Personal information
- Born: November 29, 1998 (age 27) The Gambia
- Listed height: 6 ft 6 in (1.98 m)
- Listed weight: 265 lb (120 kg)

Career information
- High school: Edmonds Woodway (Edmonds, Washington, U.S.)
- College: Arizona Western (2018) Garden City CC (2019) LSU (2020–2022)
- NFL draft: 2023: undrafted

Career history
- Houston Texans (2023–2024)*; Tennessee Titans (2024–2025); Houston Texans (2026–present);
- * Offseason or practice squad member only

Awards and highlights
- Second-team All-SEC (2020);

Career NFL statistics as of 2025
- Total tackles: 9
- Sacks: 1
- Stats at Pro Football Reference

= Ali Gaye =

Gambian-American football player (born 1998)

Ali Gaye (born November 29, 1998) is a Gambian professional American football defensive end for the Houston Texans of the National Football League (NFL). He played college football for the LSU Tigers.

==Early life==
Gaye was born in The Gambia and immigrated to the United States with his family when he was 12, settling in Everett, Washington. Although he was initially a soccer player in his youth, Gaye later began playing American football in eighth grade at the age of 14. He attended Edmonds Woodway High School and was named All-Wesco 3A/2A in each of his final three seasons. Gaye was rated a three-star recruit and initially signed a letter of intent to play college football at the University of Washington and grayshirt his freshman season over offers from USC, Arizona, California and Mississippi. He ultimately was not accepted by the university due to failing to meet the school's SAT requirement.

==College career==
Gaye began his collegiate career at Arizona Western College. He transferred to Garden City Community College in Garden City, Kansas before his sophomore year after Arizona Western disbanded their football team. Gaye was named to the first team All-Jayhawk League after finishing the season with 44 tackles, 7.5 tackles for a loss, one sack, one forced fumble and two blocked kicks. Gaye committed to transfer to LSU for his final two seasons of eligibility over offers from Oklahoma and Nebraska.

Gaye was named a starter at defensive end for the Tigers.
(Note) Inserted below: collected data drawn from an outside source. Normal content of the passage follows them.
// Copyright 2026 Daniel Pelikan
//
// Licensed under the Apache License, Version 2.0 (the "License");
// you may not use this file except in compliance with the License.
// You may obtain a copy of the License at
//
//     http://www.apache.org/licenses/LICENSE-2.0
//
// Unless required by applicable law or agreed to in writing, software
// distributed under the License is distributed on an "AS IS" BASIS,
// WITHOUT WARRANTIES OR CONDITIONS OF ANY KIND, either express or implied.
// See the License for the specific language governing permissions and
// limitations under the License.

//! Event processing and dispatch.
//!
//! Drains the peer's unsolicited events and link state changes from their
//! queues in arrival order and turns them into orchestrator calls.

use std::sync::Arc;
use tokio::sync::watch;
use tokio::task::JoinHandle;
use tracing::{debug, info, warn};

use crate::bluetooth::{EventKind, EventPayload, SubscriptionId, UnsolicitedEvent};
use crate::emergency::{EmergencyOrchestrator, StepResult, TriggerSource};
use crate::state::LinkState;

/// Process events from the peer link.
pub struct EventProcessor {
    orchestrator: Arc<EmergencyOrchestrator>,
    subscription: SubscriptionId,
    events: async_channel::Receiver<UnsolicitedEvent>,
    link_state: watch::Receiver<LinkState>,
}

impl EventProcessor {
    /// Subscribe to the orchestrator's link.
    pub fn new(orchestrator: Arc<EmergencyOrchestrator>) -> Self {
        let (subscription, events) = orchestrator.link().subscribe();
        let link_state = orchestrator.link().watch_state();
        Self {
            orchestrator,
            subscription,
            events,
            link_state,
        }
    }

    /// Run until the link goes away.
    pub async fn run(mut self) {
        loop {
            tokio::select! {
                event = self.events.recv() => match event {
                    Ok(event) => self.process_event(event).await,
                    Err(_) => break,
                },
                changed = self.link_state.changed() => {
                    if changed.is_err() {
                        break;
                    }
                    let state = *self.link_state.borrow_and_update();
                    self.process_link_state(state);
                }
            }
        }
        debug!("Event processor stopped");
    }

    pub fn spawn(self) -> JoinHandle<()> {
        tokio::spawn(self.run())
    }

    /// Process a single unsolicited event.
    ///
    /// Work that talks to the peer or waits on location runs in its own
    /// task, so the queue keeps draining while it is in flight.
    pub async fn process_event(&self, event: UnsolicitedEvent) {
        match event.kind {
            EventKind::AlarmStarted => {
                info!("Peer started its alarm");
                let orchestrator = self.orchestrator.clone();
                tokio::spawn(async move {
                    orchestrator.trigger(TriggerSource::Peer).await;
                });
            }
            EventKind::AlarmFinished => {
                info!("Peer finished its alarm");
                self.orchestrator.handle_peer_finished();
            }
            EventKind::AlarmCancelled => {
                info!("Peer cancelled the alarm");
                self.orchestrator.handle_peer_cancel().await;
            }
            EventKind::LocationRequested => {
                info!("Peer requested location");
                let orchestrator = self.orchestrator.clone();
                tokio::spawn(async move {
                    match orchestrator.share_location().await {
                        StepResult::Done | StepResult::Fallback(_) => {}
                        other => warn!("Could not answer location request: {:?}", other),
                    }
                });
            }
            EventKind::PeerReady => {
                info!("Peer ready, syncing");
                self.spawn_sync();
            }
            EventKind::ContactAck => match event.payload {
                EventPayload::Contact { index, value } => {
                    info!("Peer holds contact {}: {}", index, value)
                }
                EventPayload::None => debug!("Peer acknowledged contact update"),
            },
            EventKind::Unknown => debug!("Unrecognised peer line: {}", event.raw),
        }
    }

    fn process_link_state(&self, state: LinkState) {
        match state {
            LinkState::Connected => {
                let link = self.orchestrator.link();
                if link.peer_responding() {
                    self.orchestrator.set_status("Connected");
                } else {
                    self.orchestrator.set_status("Connected (No Response)");
                }
                self.spawn_sync();
            }
            other => self.orchestrator.set_status(other.as_str()),
        }
    }

    fn spawn_sync(&self) {
        let orchestrator = self.orchestrator.clone();
        tokio::spawn(async move {
            orchestrator.sync_peer().await;
        });
    }
}

impl Drop for EventProcessor {
    fn drop(&mut self) {
        self.orchestrator.link().unsubscribe(self.subscription);
    }
}
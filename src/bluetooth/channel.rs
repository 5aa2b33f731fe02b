// Copyright 2026 Daniel Pelikan
//
// Licensed under the Apache License, Version 2.0 (the "License");
// you may not use this file except in compliance with the License.
// You may obtain a copy of the License at
//
//     http://www.apache.org/licenses/LICENSE-2.0
//
// Unless required by applicable law or agreed to in writing, software
// distributed under the License is distributed on an "AS IS" BASIS,
// WITHOUT WARRANTIES OR CONDITIONS OF ANY KIND, either express or implied.
// See the License for the specific language governing permissions and
// limitations under the License.

//! Request/response channel and unsolicited event bus on top of the transport.
//!
//! At most one command is outstanding. While it is pending the very next
//! line read is its response, whatever that line looks like. Lines read
//! with nothing pending are classified and fanned out to subscribers.

use parking_lot::Mutex;
use std::sync::atomic::{AtomicU64, Ordering};
use std::sync::Arc;
use std::time::{Duration, Instant};
use tokio::sync::{oneshot, watch};
use tracing::{debug, info, warn};

use super::error::{LinkError, LinkResult};
use super::protocol::{Command, UnsolicitedEvent, LINE_TERMINATOR};
use super::transport::{CloseHandle, ReadOutcome, SerialTransport, TransportReader, TransportWriter};

/// Identifies one event subscription.
#[derive(Debug, Clone, Copy, PartialEq, Eq, Hash)]
pub struct SubscriptionId(u64);

/// Fan-out of unsolicited events, one queue per subscriber.
///
/// The bus outlives individual connections so subscribers keep their
/// queue across reconnects.
#[derive(Default)]
pub struct EventBus {
    next_id: AtomicU64,
    subscribers: Mutex<Vec<(SubscriptionId, async_channel::Sender<UnsolicitedEvent>)>>,
}

impl EventBus {
    pub fn new() -> Arc<Self> {
        Arc::new(Self::default())
    }

    /// Register a subscriber. Events arrive in read order.
    pub fn subscribe(&self) -> (SubscriptionId, async_channel::Receiver<UnsolicitedEvent>) {
        let id = SubscriptionId(self.next_id.fetch_add(1, Ordering::Relaxed));
        let (tx, rx) = async_channel::unbounded();
        self.subscribers.lock().push((id, tx));
        (id, rx)
    }

    /// Remove a subscriber. Returns false if it was not registered.
    pub fn unsubscribe(&self, id: SubscriptionId) -> bool {
        let mut subscribers = self.subscribers.lock();
        let before = subscribers.len();
        subscribers.retain(|(sub_id, _)| *sub_id != id);
        subscribers.len() != before
    }

    /// Deliver an event to every subscriber, dropping the ones whose
    /// receiver is gone.
    pub fn dispatch(&self, event: UnsolicitedEvent) {
        let mut subscribers = self.subscribers.lock();
        subscribers.retain(|(id, tx)| match tx.try_send(event.clone()) {
            Ok(()) => true,
            Err(_) => {
                debug!("Dropping closed subscriber {:?}", id);
                false
            }
        });
    }
}

/// The single outstanding command.
struct PendingCommand {
    text: String,
    issued_at: Instant,
    response_timeout: Duration,
    reply: oneshot::Sender<String>,
}

/// State shared between callers and the read loop.
struct Shared {
    pending: Mutex<Option<PendingCommand>>,
    bus: Arc<EventBus>,
}

impl Shared {
    /// Route one line: to the pending command if any, otherwise to the bus.
    fn route(&self, line: String) {
        let pending = self.pending.lock().take();

        match pending {
            Some(command) => {
                debug!(
                    "Response to '{}' after {:?} (limit {:?}): {}",
                    command.text,
                    command.issued_at.elapsed(),
                    command.response_timeout,
                    line
                );
                let _ = command.reply.send(line);
            }
            None => {
                let event = UnsolicitedEvent::classify(&line);
                debug!("Unsolicited {}: {}", event.kind.as_str(), event.raw);
                self.bus.dispatch(event);
            }
        }
    }
}

/// Correlated command channel over one open transport.
pub struct CommandChannel {
    /// Holding this lock is holding the single pending-command slot.
    writer: tokio::sync::Mutex<TransportWriter>,
    shared: Arc<Shared>,
    closer: CloseHandle,
    ended: watch::Receiver<bool>,
}

impl CommandChannel {
    /// Take ownership of the transport and start its read loop.
    pub fn start(
        transport: SerialTransport,
        bus: Arc<EventBus>,
        read_timeout: Duration,
    ) -> Arc<Self> {
        let closer = transport.close_handle();
        let (reader, writer) = transport.into_split();
        let (ended_tx, ended_rx) = watch::channel(false);

        let shared = Arc::new(Shared {
            pending: Mutex::new(None),
            bus,
        });

        tokio::spawn(Self::read_loop(
            reader,
            shared.clone(),
            closer.clone(),
            read_timeout,
            ended_tx,
        ));

        Arc::new(Self {
            writer: tokio::sync::Mutex::new(writer),
            shared,
            closer,
            ended: ended_rx,
        })
    }

    async fn read_loop(
        mut reader: TransportReader,
        shared: Arc<Shared>,
        closer: CloseHandle,
        read_timeout: Duration,
        ended_tx: watch::Sender<bool>,
    ) {
        debug!("Read loop started");

        loop {
            match reader.read_line(read_timeout).await {
                Ok(ReadOutcome::Line(line)) => shared.route(line),
                Ok(ReadOutcome::Timeout) => continue,
                Err(e) => {
                    if closer.is_closed() {
                        debug!("Read loop stopping: {}", e);
                    } else {
                        warn!("Read error: {}", e);
                        closer.close();
                    }
                    break;
                }
            }
        }

        // Dropping the reply sender wakes a waiting caller with LinkDown.
        shared.pending.lock().take();
        let _ = ended_tx.send(true);
        info!("Read loop ended");
    }

    /// Send a command and wait for the next line as its response.
    pub async fn send(&self, command: &Command, timeout: Duration) -> LinkResult<String> {
        self.send_text(&command.to_wire(), timeout).await
    }

    /// Send raw command text, appending the line terminator.
    ///
    /// Rejects immediately with `AlreadyPending` if another command is
    /// outstanding; callers serialize their own commands.
    pub async fn send_text(&self, text: &str, timeout: Duration) -> LinkResult<String> {
        let mut writer = self
            .writer
            .try_lock()
            .map_err(|_| LinkError::AlreadyPending)?;

        if self.is_closed() {
            return Err(LinkError::LinkDown);
        }

        let (reply_tx, reply_rx) = oneshot::channel();
        *self.shared.pending.lock() = Some(PendingCommand {
            text: text.to_string(),
            issued_at: Instant::now(),
            response_timeout: timeout,
            reply: reply_tx,
        });

        let line = format!("{}{}", text, LINE_TERMINATOR);
        if let Err(e) = writer.write(line.as_bytes()).await {
            warn!("Write of '{}' failed: {}", text, e);
            self.shared.pending.lock().take();
            self.closer.close();
            return Err(e);
        }
        debug!("Sent: {}", text);

        match tokio::time::timeout(timeout, reply_rx).await {
            Ok(Ok(response)) => Ok(response),
            Ok(Err(_)) => Err(LinkError::LinkDown),
            Err(_) => {
                self.shared.pending.lock().take();
                debug!("No response to '{}' within {:?}", text, timeout);
                Err(LinkError::Timeout)
            }
        }
    }

    /// Whether a command is currently awaiting its response.
    pub fn is_pending(&self) -> bool {
        self.shared.pending.lock().is_some()
    }

    pub fn is_closed(&self) -> bool {
        self.closer.is_closed() || *self.ended.borrow()
    }

    /// Close the underlying transport. Unblocks the read loop and any waiting send.
    pub fn close(&self) {
        self.closer.close();
    }

    /// Resolve once the read loop has ended, for whatever reason.
    pub async fn closed(&self) {
        let mut ended = self.ended.clone();
        let _ = ended.wait_for(|ended| *ended).await;
    }
}

impl Drop for CommandChannel {
    fn drop(&mut self) {
        self.closer.close();
    }
}
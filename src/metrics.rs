//! Per-operator metrics: a `numRecordsIn` counter and the input/output watermark gauges named in
//! the external interface. Counters/gauges are plain atomics so a metrics system on another
//! thread can read them without taking a lock; the task thread is still the only writer.

use std::sync::atomic::{AtomicI64, AtomicU64, Ordering};

use crate::record::{Timestamp, NO_WATERMARK};

#[derive(Debug, Default)]
pub struct Counter(AtomicU64);

impl Counter {
    pub fn new() -> Self {
        Self(AtomicU64::new(0))
    }

    pub fn inc(&self) {
        self.0.fetch_add(1, Ordering::Relaxed);
    }

    pub fn get(&self) -> u64 {
        self.0.load(Ordering::Relaxed)
    }
}

/// Tracks the last watermark timestamp observed at some point in the chain.
#[derive(Debug)]
pub struct WatermarkGauge(AtomicI64);

impl Default for WatermarkGauge {
    fn default() -> Self {
        Self(AtomicI64::new(NO_WATERMARK))
    }
}

impl WatermarkGauge {
    pub fn new() -> Self {
        Self::default()
    }

    pub fn set(&self, timestamp: Timestamp) {
        self.0.store(timestamp, Ordering::Relaxed);
    }

    pub fn get(&self) -> Timestamp {
        self.0.load(Ordering::Relaxed)
    }
}

/// The metric group registered for a single chained operator: how many records it has consumed,
/// and the watermark last seen feeding it / last seen leaving it.
#[derive(Debug, Default)]
pub struct MetricGroup {
    pub num_records_in: Counter,
    pub current_input_watermark: WatermarkGauge,
    pub current_output_watermark: WatermarkGauge,
}

impl MetricGroup {
    pub fn new() -> Self {
        Self::default()
    }
}

#[cfg(test)]
mod tests {
    use super::*;

    #[test]
    fn counter_starts_at_zero_and_increments() {
        let counter = Counter::new();
        assert_eq!(counter.get(), 0);
        counter.inc();
        counter.inc();
        assert_eq!(counter.get(), 2);
    }

    #[test]
    fn gauge_starts_unset() {
        let gauge = WatermarkGauge::new();
        assert_eq!(gauge.get(), NO_WATERMARK);
        gauge.set(100);
        assert_eq!(gauge.get(), 100);
    }
}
In his first game with the team, he recorded three tackles with two tackles for loss and a sack while also having a team-high three passes defended. Gaye finished the season with 32 tackles, 9.5 tackles for a loss, two sacks and six passes defended and was named second team All-Southeastern Conference.

==Professional career==

Pre-draft measurables
| Height | Weight | Arm length | Hand span | Wingspan | Bench press |
| 6 ft 6 in (1.98 m) | 263 lb (119 kg) | 34+1⁄4 in (0.87 m) | 9+1⁄2 in (0.24 m) | 6 ft 8+1⁄8 in (2.04 m) | 19 reps |
All values from NFL Combine/Pro Day

===Houston Texans (first stint)===
Gaye was signed by the Houston Texans as an undrafted free agent on May 12, 2023. He was waived by Houston on August 29, and was re-signed to the team's practice squad. Gaye signed a reserve/future contract with the Texans on January 22, 2024. He was waived by Houston on August 27.

===Tennessee Titans===
Gaye was claimed off waivers by the Tennessee Titans on August 28, 2024, and made the team's final roster as a rotational outside linebacker for the 2024 season. Gaye made his professional debut on special teams during Week 2's game against the New York Jets. He made his first career sack against C. J. Stroud during a Week 12 road win against the Houston Texans. He played 15 games during the 2024 season, finishing his rookie year with eight tackles (seven solo).

On August 26, 2025, Gaye was waived by the Titans as part of final roster cuts and re-signed to the practice squad the next day. On October 14, he was promoted to the active roster. On October 28, Gaye was placed on injured reserve due to a knee injury suffered in Week 8 against the Indianapolis Colts. He was activated on January 3, 2026, ahead of the team's season finale against the Jacksonville Jaguars.

On April 30, 2026, Gaye was waived by the Titans.

===Houston Texans (second stint)===
On May 1, 2026, Gaye was claimed off of waivers by the Houston Texans. He was placed on injured reserve on August 30.